On the contrary, the provisions referred to in Legislative Decree no. 23/2015 may be more favourable if the Court establishes that there is a lack of justified objective reason. In this case, in fact, the calculation of damage would be determined at the discretion of the Court seized, however, within very different limitations. In case of workers subjected to Article 18, Law no. 300/1970, damage would be determined in the range of minimum 12 and maximum 24 monthly pays of the total salary based on: (i) the seniority of the worker; (ii) the number of employees; (iii) the size of the economic activity; (iv) behaviour and (v) conditions of the parties. In the event of workers subjected to Legislative Decree no. 23/2015, the damage would be determined – based on the same criteria – in the range of minimum 6 and maximum 36 monthly pays of the last salary used to calculate the severance indemnity pay.
Moreover, it should be remarked that the Constitutional Court solely ruled on the consequences of Article 3 (1), Legislative Decree no. 23/2015, without ruling on the same provision contained in Article 4, Legislative Decree no. 32/2015, which sets forth, in regard to the indemnity due in the event of formal inconsistencies of dismissal: “… one monthly pay… for each year of employment, equal to at least 2 and at the most 12 monthly pays.” Even though this provision has not been accused of being constitutionally illegitimate, it is logical to believe that in a court of law it will be constitutionally construed with ample room for the discretionary power of the judges in the calculation of damage even in the presence of formal inconsistencies.
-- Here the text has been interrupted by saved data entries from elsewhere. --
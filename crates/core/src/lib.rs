pub mod avenue;
pub mod category;
pub mod config;
pub mod dataset;
pub mod engine;
pub mod errors;
pub mod explanation;
pub mod profile;
pub mod ranking;
pub mod risk;
pub mod scoring;
pub mod segment;

pub use avenue::{Avenue, ScoreMap, AVENUE_COUNT};
pub use category::{map_duration, map_expected_return, DurationCategory, ReturnCategory};
pub use dataset::{Dataset, DatasetSchema, InvestorRecord, ReasonColumn, ReasonFields};
pub use engine::{Recommendation, RecommendationEngine, SegmentSummary};
pub use errors::{ApplicationError, DomainError, InterfaceError};
pub use explanation::{AvenueExplanation, Explanation, ExplanationGenerator, ReasonColumnMap};
pub use profile::{InvestorProfile, DEFAULT_RISK_LEVEL, DEFAULT_TOP_N};
pub use ranking::{rank, RankedAvenue};
pub use risk::{RiskAdjustment, RiskBonus, RiskBonusTable, RiskTier};
pub use scoring::aggregate_scores;
pub use segment::{select_segment, Segment, SegmentKind};
use thiserror::Error;

use crate::avenue::Avenue;

#[derive(Clone, Debug, Error, PartialEq)]
pub enum DomainError {
    #[error("cannot score an empty segment: the dataset has no rows")]
    EmptySegment,
    #[error("invalid investor profile: {0}")]
    InvalidProfile(String),
    #[error("risk bonus for {avenue} must be finite and non-negative, got {bonus}")]
    InvalidRiskBonus { avenue: Avenue, bonus: f64 },
    #[error("unknown investment avenue `{0}`")]
    UnknownAvenue(String),
    #[error("unknown dataset category `{0}`")]
    UnknownCategory(String),
}

#[derive(Clone, Debug, Error, PartialEq)]
pub enum ApplicationError {
    #[error(transparent)]
    Domain(#[from] DomainError),
    #[error("dataset failure: {0}")]
    Dataset(String),
    #[error("configuration failure: {0}")]
    Configuration(String),
}

#[derive(Clone, Debug, Error, PartialEq, Eq)]
pub enum InterfaceError {
    #[error("bad request: {message}")]
    BadRequest { message: String, correlation_id: String },
    #[error("service unavailable: {message}")]
    ServiceUnavailable { message: String, correlation_id: String },
    #[error("internal error: {message}")]
    Internal { message: String, correlation_id: String },
}

impl InterfaceError {
    pub fn user_message(&self) -> &'static str {
        match self {
            Self::BadRequest { .. } => {
                "The request could not be processed. Check the profile values and try again."
            }
            Self::ServiceUnavailable { .. } => {
                "Recommendations are temporarily unavailable. Please retry shortly."
            }
            Self::Internal { .. } => "An unexpected internal error occurred.",
        }
    }

    pub fn correlation_id(&self) -> &str {
        match self {
            Self::BadRequest { correlation_id, .. }
            | Self::ServiceUnavailable { correlation_id, .. }
            | Self::Internal { correlation_id, .. } => correlation_id,
        }
    }
}

impl ApplicationError {
    pub fn into_interface(self, correlation_id: impl Into<String>) -> InterfaceError {
        let correlation_id = correlation_id.into();
        let mut mapped = InterfaceError::from(self);
        match &mut mapped {
            InterfaceError::BadRequest { correlation_id: id, .. }
            | InterfaceError::ServiceUnavailable { correlation_id: id, .. }
            | InterfaceError::Internal { correlation_id: id, .. } => *id = correlation_id,
        }
        mapped
    }
}

impl From<ApplicationError> for InterfaceError {
    fn from(value: ApplicationError) -> Self {
        let unassigned = || "unassigned".to_owned();
        match value {
            ApplicationError::Domain(
                error @ (DomainError::InvalidProfile(_)
                | DomainError::UnknownAvenue(_)
                | DomainError::UnknownCategory(_)),
            ) => Self::BadRequest { message: error.to_string(), correlation_id: unassigned() },
            ApplicationError::Domain(error @ DomainError::EmptySegment) => {
                Self::ServiceUnavailable { message: error.to_string(), correlation_id: unassigned() }
            }
            ApplicationError::Domain(error @ DomainError::InvalidRiskBonus { .. }) => {
                Self::Internal { message: error.to_string(), correlation_id: unassigned() }
            }
            ApplicationError::Dataset(message) => {
                Self::ServiceUnavailable { message, correlation_id: unassigned() }
            }
            ApplicationError::Configuration(message) => {
                Self::Internal { message, correlation_id: unassigned() }
            }
        }
    }
}
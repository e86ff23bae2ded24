use std::sync::Arc;
use std::thread;

use avenue_core::{
    map_duration, map_expected_return, Avenue, Dataset, DurationCategory, InvestorProfile,
    InvestorRecord, RecommendationEngine, ReturnCategory, RiskTier, ScoreMap, SegmentKind,
};

fn record(duration: DurationCategory, expect: ReturnCategory, scores: [f64; 7]) -> InvestorRecord {
    InvestorRecord::new(duration, expect, ScoreMap::new(scores))
}

/// Long-horizon segment whose means are Mutual 5.2, Equity 5.8, Gold 4.1.
fn survey() -> Dataset {
    Dataset::from_records(vec![
        record(
            DurationCategory::MoreThanFiveYears,
            ReturnCategory::TwentyToThirty,
            [5.0, 6.0, 3.0, 3.5, 4.0, 4.0, 4.0],
        ),
        record(
            DurationCategory::MoreThanFiveYears,
            ReturnCategory::TwentyToThirty,
            [5.4, 5.6, 3.0, 3.5, 4.0, 3.8, 4.2],
        ),
        record(
            DurationCategory::LessThanOneYear,
            ReturnCategory::TenToTwenty,
            [3.0, 2.0, 4.0, 4.5, 5.0, 4.8, 3.5],
        ),
        record(
            DurationCategory::OneToThreeYears,
            ReturnCategory::TwentyToThirty,
            [5.5, 4.5, 2.5, 3.0, 3.5, 3.0, 5.0],
        ),
    ])
}

fn engine() -> RecommendationEngine {
    RecommendationEngine::new(Arc::new(survey()))
}

fn approx(actual: f64, expected: f64) -> bool {
    (actual - expected).abs() < 1e-9
}

#[test]
fn category_boundaries_are_exclusive_on_the_lower_side() {
    assert_eq!(map_duration(1.0), DurationCategory::OneToThreeYears);
    assert_eq!(map_duration(0.999), DurationCategory::LessThanOneYear);
    assert_eq!(map_expected_return(20.0), ReturnCategory::TwentyToThirty);
    assert_eq!(map_expected_return(19.999), ReturnCategory::TenToTwenty);
    assert_eq!(map_expected_return(30.0), ReturnCategory::ThirtyToForty);
}

#[test]
fn result_length_is_min_of_top_n_and_avenue_count() {
    let engine = engine();

    for top_n in [-3_i64, 0, 1, 3, 7, 8, 100] {
        let profile = InvestorProfile::new(2.0, 25.0).with_top_n(top_n);
        let ranked = engine.recommend(&profile, false).expect("recommendation").ranked;

        let expected = if top_n <= 0 { 0 } else { top_n.min(7) as usize };
        assert_eq!(ranked.len(), expected, "top_n = {top_n}");
        assert!(ranked.windows(2).all(|pair| pair[0].score >= pair[1].score));
    }
}

#[test]
fn unrecognized_risk_level_leaves_scores_untouched() {
    let engine = engine();

    for level in ["aggressive", "", "med", "LOW-ish"] {
        let profile = InvestorProfile::new(6.0, 25.0).with_risk_level(level);
        let recommendation = engine.recommend(&profile, false).expect("recommendation");

        assert_eq!(recommendation.risk_tier, None);
        assert_eq!(recommendation.adjusted_scores, recommendation.base_scores);
    }
}

#[test]
fn empty_exact_segment_falls_back_to_whole_dataset_mean() {
    let engine = engine();
    let profile = InvestorProfile::new(4.0, 35.0);

    let recommendation = engine.recommend(&profile, false).expect("recommendation");

    assert_eq!(recommendation.segment_kind, SegmentKind::Fallback);
    assert_eq!(recommendation.segment_size, 4);
    let rows = survey();
    for avenue in Avenue::ALL {
        let mean = rows.records().iter().map(|row| row.scores.get(avenue)).sum::<f64>() / 4.0;
        assert!(approx(recommendation.base_scores.get(avenue), mean), "{avenue}");
    }
}

#[test]
fn recommend_is_idempotent() {
    let engine = engine();
    let profile = InvestorProfile::new(2.5, 22.0).with_risk_level("medium").with_top_n(7);

    let first = engine.recommend(&profile, false).expect("first");
    let second = engine.recommend(&profile, true).expect("second");

    assert_eq!(first, second);
    for (a, b) in first.ranked.iter().zip(&second.ranked) {
        assert_eq!(a.score.to_bits(), b.score.to_bits());
    }
}

#[test]
fn high_risk_long_horizon_example() {
    let profile = InvestorProfile::new(6.0, 25.0).with_risk_level("high").with_top_n(3);

    let recommendation = engine().recommend(&profile, false).expect("recommendation");

    assert_eq!(recommendation.duration_category, DurationCategory::MoreThanFiveYears);
    assert_eq!(recommendation.return_category, ReturnCategory::TwentyToThirty);
    let ranked = &recommendation.ranked;
    assert_eq!(ranked[0].avenue, Avenue::EquityMarket);
    assert!(approx(ranked[0].score, 6.8));
    assert_eq!(ranked[1].avenue, Avenue::MutualFunds);
    assert!(approx(ranked[1].score, 5.9));
    assert_eq!(ranked[2].avenue, Avenue::Gold);
    assert!(approx(ranked[2].score, 4.6));
}

#[test]
fn low_risk_short_horizon_example() {
    let profile = InvestorProfile::new(0.5, 12.0).with_risk_level("low").with_top_n(3);

    let recommendation = engine().recommend(&profile, false).expect("recommendation");

    assert_eq!(recommendation.duration_category, DurationCategory::LessThanOneYear);
    assert_eq!(recommendation.return_category, ReturnCategory::TenToTwenty);
    assert_eq!(recommendation.risk_tier, Some(RiskTier::Low));
    let base = recommendation.base_scores;
    let adjusted = recommendation.adjusted_scores;
    assert!(approx(adjusted.get(Avenue::FixedDeposits), base.get(Avenue::FixedDeposits) + 1.0));
    assert!(approx(adjusted.get(Avenue::Ppf), base.get(Avenue::Ppf) + 1.0));
    assert!(approx(adjusted.get(Avenue::GovernmentBonds), base.get(Avenue::GovernmentBonds) + 0.7));
    let avenues: Vec<_> = recommendation.ranked.iter().map(|entry| entry.avenue).collect();
    assert_eq!(avenues, vec![Avenue::FixedDeposits, Avenue::Ppf, Avenue::GovernmentBonds]);
}

#[test]
fn engine_is_shared_across_threads_without_synchronization() {
    let engine = Arc::new(engine());
    let expected = engine
        .recommend(&InvestorProfile::new(6.0, 25.0).with_risk_level("high"), false)
        .expect("baseline");

    let handles: Vec<_> = (0..4)
        .map(|_| {
            let engine = Arc::clone(&engine);
            thread::spawn(move || {
                engine.recommend(&InvestorProfile::new(6.0, 25.0).with_risk_level("high"), false)
            })
        })
        .collect();

    for handle in handles {
        let result = handle.join().expect("thread").expect("recommendation");
        assert_eq!(result, expected);
    }
}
It is finally blatantly clear that the judgment at hand, consistently with the modification of the Jobs Act introduced by the Dignity Decree, sensibly alters the scenario of the risk related to legal proceedings linked to the unlawful termination of employment, given that, as a matter of fact, the guarantees afforded by Legislative Decree no. 23/2015 can no longer be considered more “convenient – strictly from the employers’ standpoint – than those afforded by Article 18, Law no. 300/1970, as amended by Law no. 92/2012.